In practice though, although few can bring themselves to be so sanguine our interest in the derelict is rather more deep seated than Dekkers would have supposed. This may well be why I recently found myself standing amidst the burnt out remains of the Crystal Palace, originally built to house the Great Exhibition of 1851. All that remains are a set of empty terraces, the sort of enigma that would leave archaeologists with endless speculation. The terraces of the Crystal Palace are graced with headless statues while Sphinxes guard the entrance way to nothingness. Based on the designs of ruined Egyptian temples, the Sphinxes seem entirely at home with their place amidst overgrown oak trees, returned to the same state as the Egyptian ruins they were based on. Behind the trees, a BBC transmitter mast now holds domain over the empty spaces of the park.
Some architecture has within it the potential for decay and ruin; the ruins of the gothic St Dunstan in the East wear their decay as if they had never been anything else, while the baroque ruins of Christchurch Greyfriars are decidedly ill at ease with their decline.

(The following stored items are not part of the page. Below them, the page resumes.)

use clap::Parser;

mod cli;
mod cmd;
mod error;
mod format;
mod io;

pub use cli::{Cli, PathOrStdin};

use format::{FormatterConfig, Level, write_message};

fn main() {
    let cli = Cli::parse();
    let fmt = FormatterConfig::from_flags(cli.no_color, cli.quiet, cli.verbose);

    if let Err(e) = cmd::compare::run(&cli, &fmt) {
        let stderr = std::io::stderr();
        let message = e.message();
        let text = message.strip_prefix("error: ").unwrap_or(&message);
        if write_message(&mut stderr.lock(), Level::Error, text, &fmt).is_err() {
            eprintln!("{message}");
        }
        std::process::exit(e.exit_code());
    }
}
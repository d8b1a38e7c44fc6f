//! CLI error types with associated exit codes.
//!
//! [`CliError`] is the top-level error type for the `evcmp` binary. Every
//! variant maps to a stable exit code (1 or 2) via [`CliError::exit_code`]:
//!
//! - Exit code **2**: input failure. The tool could not read or decode an
//!   input, or the arguments were unusable. Nothing has been compared.
//! - Exit code **1**: logical failure. The comparison could not produce a
//!   report, or produced one that `--fail-on-mismatch` rejects.

use std::fmt;
use std::path::PathBuf;

use evcmp_core::{CompareError, EventFileError};

// ---------------------------------------------------------------------------
// CliError
// ---------------------------------------------------------------------------

/// All error conditions that the `evcmp` CLI can produce.
#[derive(Debug)]
pub enum CliError {
    // --- Exit code 2: input failures ---
    /// A file argument could not be found on the filesystem.
    FileNotFound { path: PathBuf },

    /// The process lacks permission to read a file.
    PermissionDenied { path: PathBuf },

    /// The input exceeds the configured `--max-file-size` limit.
    FileTooLarge {
        /// `"-"` for stdin, otherwise the filesystem path.
        source: String,
        limit: u64,
        /// The actual size in bytes; `None` for stdin.
        actual: Option<u64>,
    },

    /// An I/O error occurred while reading from stdin.
    StdinReadError { detail: String },

    /// A generic I/O error not covered by the more specific variants above.
    IoError { source: String, detail: String },

    /// The input bytes are not a readable event file.
    DecodeFailed {
        source: String,
        cause: EventFileError,
    },

    /// A `--only` pattern is not a valid regular expression.
    InvalidPattern { pattern: String, detail: String },

    /// The arguments parsed but cannot be honoured together.
    InvalidArguments { detail: String },

    // --- Exit code 1: logical failures ---
    /// The comparison aborted before producing a report.
    CompareFailed(CompareError),

    /// The report is not clean and `--fail-on-mismatch` was given.
    ///
    /// The report has already been printed; this variant exists so `main`
    /// can exit with code 1.
    MismatchesFound {
        mismatched: usize,
        structural: usize,
    },
}

impl CliError {
    /// Returns the process exit code for this error.
    pub fn exit_code(&self) -> i32 {
        match self {
            Self::FileNotFound { .. }
            | Self::PermissionDenied { .. }
            | Self::FileTooLarge { .. }
            | Self::StdinReadError { .. }
            | Self::IoError { .. }
            | Self::DecodeFailed { .. }
            | Self::InvalidPattern { .. }
            | Self::InvalidArguments { .. } => 2,

            Self::CompareFailed(_) | Self::MismatchesFound { .. } => 1,
        }
    }

    /// Returns a human-readable error message suitable for printing to stderr.
    pub fn message(&self) -> String {
        match self {
            Self::FileNotFound { path } => {
                format!("error: file not found: {}", path.display())
            }
            Self::PermissionDenied { path } => {
                format!("error: permission denied: {}", path.display())
            }
            Self::FileTooLarge {
                source,
                limit,
                actual: Some(actual),
            } => {
                format!("error: file too large: {source} is {actual} bytes, limit is {limit} bytes")
            }
            Self::FileTooLarge {
                source,
                limit,
                actual: None,
            } => {
                format!("error: file too large: {source} exceeded limit of {limit} bytes")
            }
            Self::StdinReadError { detail } => {
                format!("error: failed to read stdin: {detail}")
            }
            Self::IoError { source, detail } => {
                format!("error: I/O error reading {source}: {detail}")
            }
            Self::DecodeFailed { source, cause } => {
                format!("error: cannot decode {source}: {cause}")
            }
            Self::InvalidPattern { pattern, detail } => {
                format!("error: invalid --only pattern {pattern:?}: {detail}")
            }
            Self::InvalidArguments { detail } => format!("error: {detail}"),
            Self::CompareFailed(cause) => format!("error: {cause}"),
            Self::MismatchesFound {
                mismatched,
                structural,
            } => format!(
                "error: comparison found {mismatched} mismatched records \
                 and {structural} structural errors"
            ),
        }
    }
}

impl fmt::Display for CliError {
    fn fmt(&self, f: &mut fmt::Formatter<'_>) -> fmt::Result {
        f.write_str(&self.message())
    }
}

impl std::error::Error for CliError {
    fn source(&self) -> Option<&(dyn std::error::Error + 'static)> {
        match self {
            Self::DecodeFailed { cause, .. } => Some(cause),
            Self::CompareFailed(cause) => Some(cause),
            Self::FileNotFound { .. }
            | Self::PermissionDenied { .. }
            | Self::FileTooLarge { .. }
            | Self::StdinReadError { .. }
            | Self::IoError { .. }
            | Self::InvalidPattern { .. }
            | Self::InvalidArguments { .. }
            | Self::MismatchesFound { .. } => None,
        }
    }
}

impl From<CompareError> for CliError {
    fn from(err: CompareError) -> Self {
        Self::CompareFailed(err)
    }
}

// ---------------------------------------------------------------------------
// Tests
// ---------------------------------------------------------------------------
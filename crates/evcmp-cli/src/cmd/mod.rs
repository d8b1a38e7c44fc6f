//! Command module for the `evcmp` CLI.
//!
//! `compare` is the only command: it takes the parsed arguments and returns
//! `Ok(())` on success or a [`crate::error::CliError`] on failure.

pub mod compare;
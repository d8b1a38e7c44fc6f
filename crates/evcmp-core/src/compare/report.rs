use std::collections::BTreeMap;

use serde::Serialize;
use sha2::{Digest, Sha256};

use super::types::{Difference, Mismatch, StructuralError, StructuralErrorKind};

/// The accumulated outcome of a comparison run.
///
/// Owned by the engine while the run is in progress and handed to the caller
/// when it finishes. All collections are ordered, so two runs over the same
/// inputs serialize to identical bytes.
#[derive(Debug, Clone, PartialEq, Default, Serialize)]
pub struct MismatchReport {
    /// Number of events compared.
    pub events: usize,
    /// Record pairs compared, plus one per size-mismatched collection.
    pub examined: usize,
    /// Record pairs with at least one difference, plus one per
    /// size-mismatched collection.
    pub mismatched: usize,
    /// Mismatch count per configured collection.
    pub per_collection: BTreeMap<String, usize>,
    /// Every difference found, in discovery order.
    pub mismatches: Vec<Mismatch>,
    /// Collections that could not be compared.
    pub structural_errors: Vec<StructuralError>,
}

impl MismatchReport {
    /// Creates an empty report with a zero count for each of `collections`.
    pub fn new<S: AsRef<str>>(collections: &[S]) -> Self {
        Self {
            per_collection: collections
                .iter()
                .map(|name| (name.as_ref().to_owned(), 0))
                .collect(),
            ..Self::default()
        }
    }

    /// Mismatch count for `collection`; zero for unknown names.
    pub fn count(&self, collection: &str) -> usize {
        self.per_collection.get(collection).copied().unwrap_or(0)
    }

    /// Number of size mismatches recorded.
    pub fn size_mismatches(&self) -> usize {
        self.mismatches
            .iter()
            .filter(|m| matches!(m.difference, Difference::SizeMismatch { .. }))
            .count()
    }

    /// Returns `true` if nothing differed and everything could be compared.
    pub fn is_clean(&self) -> bool {
        self.mismatched == 0 && self.structural_errors.is_empty()
    }

    /// Serializes the report as pretty-printed JSON.
    ///
    /// # Errors
    ///
    /// Returns an error only if serialization fails.
    pub fn to_json(&self) -> Result<String, serde_json::Error> {
        serde_json::to_string_pretty(self)
    }

    /// Lowercase hex SHA-256 of the compact JSON form.
    ///
    /// # Errors
    ///
    /// Returns an error only if serialization fails.
    pub fn digest(&self) -> Result<String, serde_json::Error> {
        let bytes = serde_json::to_vec(self)?;
        let hash = Sha256::digest(&bytes);
        Ok(hex_encode(&hash))
    }

    pub(super) fn finish_event(&mut self) {
        self.events += 1;
    }

    fn bump(&mut self, collection: &str) {
        self.mismatched += 1;
        *self.per_collection.entry(collection.to_owned()).or_insert(0) += 1;
    }

    /// Records a collection whose lengths differ. Counts as one examined and
    /// one mismatched unit.
    pub(super) fn record_size_mismatch(
        &mut self,
        event: usize,
        collection: &str,
        old: usize,
        new: usize,
    ) {
        self.examined += 1;
        self.bump(collection);
        self.mismatches.push(Mismatch {
            event,
            collection: collection.to_owned(),
            index: None,
            difference: Difference::SizeMismatch { old, new },
        });
    }

    /// Records one compared record pair and its differences.
    pub(super) fn record_pair(
        &mut self,
        event: usize,
        collection: &str,
        index: usize,
        differences: Vec<Difference>,
    ) {
        self.examined += 1;
        if differences.is_empty() {
            return;
        }
        self.bump(collection);
        self.mismatches
            .extend(differences.into_iter().map(|difference| Mismatch {
                event,
                collection: collection.to_owned(),
                index: Some(index),
                difference,
            }));
    }

    pub(super) fn record_structural(
        &mut self,
        event: usize,
        collection: &str,
        kind: StructuralErrorKind,
    ) {
        self.structural_errors.push(StructuralError {
            event,
            collection: collection.to_owned(),
            kind,
        });
    }
}

fn hex_encode(bytes: &[u8]) -> String {
    const HEX_CHARS: &[u8; 16] = b"0123456789abcdef";
    let mut out = String::with_capacity(bytes.len() * 2);
    for &b in bytes {
        out.push(HEX_CHARS[usize::from(b >> 4)] as char);
        out.push(HEX_CHARS[usize::from(b & 0x0f)] as char);
    }
    out
}
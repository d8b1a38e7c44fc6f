//! File and stdin reading with size enforcement.
//!
//! This module is the single entry point for all input I/O in the `evcmp`
//! binary. `evcmp-core` never touches the filesystem; all reading happens
//! here and the bytes are handed to the core decoder.
//!
//! Inputs may be JSON, CBOR or zstd, so no UTF-8 check is made.

use std::io::Read as _;
use std::path::Path;

use crate::PathOrStdin;
use crate::error::CliError;

// ---------------------------------------------------------------------------
// Public API
// ---------------------------------------------------------------------------

/// Reads the entire contents of `source`.
///
/// For disk files the length is checked against `max_size` via
/// `std::fs::metadata` before any bytes are read. For stdin a capped reader
/// (`Read::take`) bounds the allocation.
///
/// # Errors
///
/// Returns a [`CliError`] with exit code 2 if the source is missing,
/// unreadable, or larger than `max_size`.
pub fn read_input(source: &PathOrStdin, max_size: u64) -> Result<Vec<u8>, CliError> {
    match source {
        PathOrStdin::Path(path) => read_file(path, max_size),
        PathOrStdin::Stdin => read_stdin(max_size),
    }
}

// ---------------------------------------------------------------------------
// Disk file reading
// ---------------------------------------------------------------------------

fn read_file(path: &Path, max_size: u64) -> Result<Vec<u8>, CliError> {
    let file_size = std::fs::metadata(path)
        .map_err(|e| io_error_to_cli(&e, path))?
        .len();

    if file_size > max_size {
        return Err(CliError::FileTooLarge {
            source: path.display().to_string(),
            limit: max_size,
            actual: Some(file_size),
        });
    }

    std::fs::read(path).map_err(|e| io_error_to_cli(&e, path))
}

/// Maps a `std::io::Error` from a disk-file operation to a [`CliError`].
fn io_error_to_cli(e: &std::io::Error, path: &Path) -> CliError {
    let kind = e.kind();
    if kind == std::io::ErrorKind::NotFound {
        CliError::FileNotFound {
            path: path.to_path_buf(),
        }
    } else if kind == std::io::ErrorKind::PermissionDenied {
        CliError::PermissionDenied {
            path: path.to_path_buf(),
        }
    } else {
        CliError::IoError {
            source: path.display().to_string(),
            detail: e.to_string(),
        }
    }
}

// ---------------------------------------------------------------------------
// Stdin reading
// ---------------------------------------------------------------------------

/// Reads the entire stdin stream, capped at `max_size` bytes.
///
/// If the stream yields exactly `max_size` bytes one more byte is probed to
/// tell "at the limit" from "over the limit".
fn read_stdin(max_size: u64) -> Result<Vec<u8>, CliError> {
    let stdin = std::io::stdin();
    let mut handle = stdin.lock();

    let mut buf: Vec<u8> = Vec::new();
    (&mut handle)
        .take(max_size)
        .read_to_end(&mut buf)
        .map_err(|e| CliError::StdinReadError {
            detail: e.to_string(),
        })?;

    if buf.len() as u64 == max_size {
        let mut probe = [0u8; 1];
        let extra = handle
            .read(&mut probe)
            .map_err(|e| CliError::StdinReadError {
                detail: e.to_string(),
            })?;
        if extra > 0 {
            return Err(CliError::FileTooLarge {
                source: "-".to_owned(),
                limit: max_size,
                actual: None,
            });
        }
    }

    Ok(buf)
}

// ---------------------------------------------------------------------------
// Tests
// ---------------------------------------------------------------------------
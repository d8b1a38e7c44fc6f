#![deny(clippy::print_stdout, clippy::print_stderr)]

pub mod classify;
pub mod compare;
pub mod event_file;
pub mod record;
pub mod store;

pub use classify::{ClassifyError, Classifier, RecordKind};
pub use compare::{
    CompareConfig, CompareError, DEFAULT_COLLECTIONS, DEFAULT_MISSING_ENERGY_COLLECTIONS,
    Difference, Mismatch, MismatchReport, Side, StructuralError, StructuralErrorKind,
    compare_stores, compare_stores_with_cancel,
};
#[cfg(feature = "compression")]
pub use event_file::compress;
pub use event_file::{
    Encoding, EventFile, EventFileError, FORMAT_VERSION, detect_encoding, encode_cbor,
    encode_json, parse_event_file,
};
pub use record::{
    Association, CoreFields, FourVector, MissingEnergy, Point, Record, RecordRef, Relation,
    Scalar, ScalarField, float_eq,
};
pub use store::{Collection, Event, EventSource, EventStore, Product};

/// Returns the current version of the evcmp-core library.
pub fn version() -> &'static str {
    env!("CARGO_PKG_VERSION")
}
//! Record-by-record comparison of two event sources.
//!
//! Events are paired by index and collections by name. Records are paired by
//! position within a collection; there is no key-based matching. For each
//! configured collection the engine:
//!
//! 1. Skips it if the reference side has no such collection.
//! 2. Records a structural error if only the new side lacks it.
//! 3. Records a size mismatch and moves on if the lengths differ.
//! 4. Classifies the first reference record and compares every pair with
//!    the comparator registered for that kind. A new record of another kind
//!    is a kind mismatch instead.
//!
//! Field mismatches, dangling references and size mismatches are data in the
//! [`MismatchReport`]. Only an event-count mismatch aborts the whole run.
mod assoc;
mod dispatch;
mod engine;
mod fields;
mod report;
mod types;

#[cfg(test)]
mod tests;

pub use engine::{
    CompareConfig, DEFAULT_COLLECTIONS, DEFAULT_MISSING_ENERGY_COLLECTIONS, compare_stores,
    compare_stores_with_cancel,
};
pub use report::MismatchReport;
pub use types::{
    CompareError, Difference, Mismatch, Side, StructuralError, StructuralErrorKind,
};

As this was one of Wren's attempts at gothic, decay seems to become it, with the walls and spire still standing while the interior was been turned into a garden; water trickles from a fountain while blue pansies flower where the pulpit would have been; a haven of peace and serenity. The foliage within the church is lush and verdant; it is, however, rather odd to look through the empty gothic arches and see banana trees and magnolias. The delicate vaulting of the white Portland stone almost looks like bleached bones.
Visiting these places, it's rather difficult not to think of Albert Speer's theory of ruin value:"The idea was that buildings of modern construction were poorly suited to form that 'bridge of tradition' to future generations which Hitler was calling for. It was hard to imagine that rusting heaps of rubble could communicate these heroic inspirations which Hitler admired in the monuments of the past. My 'theory' was intended to deal with this dilemma. By using special materials and by applying certain principles of statics, we should be able to build structures which even in a state of decay, after hundreds or (such were our reckonings) thousands of years would more or less resemble Roman models.
To illustrate my ideas I had a romantic drawing prepared. It showed what the reviewing stand on the Zeppelin Field would look like after generations of neglect, overgrown with ivy, its columns fallen, the walls crumbling here and there, but the outlines still clearly recognizable. In Hitler's entourage this drawing was regarded as blasphemous. That I could even conceive of a period of decline for the newly founded Reich destined to last a thousand years seemed outrageous to many of Hitler's closest followers. But he himself accepted my ideas as logical and illuminating. He gave orders that in the future the important buildings of his Reich were to be erected in keeping with the principles of this 'law of ruins.'"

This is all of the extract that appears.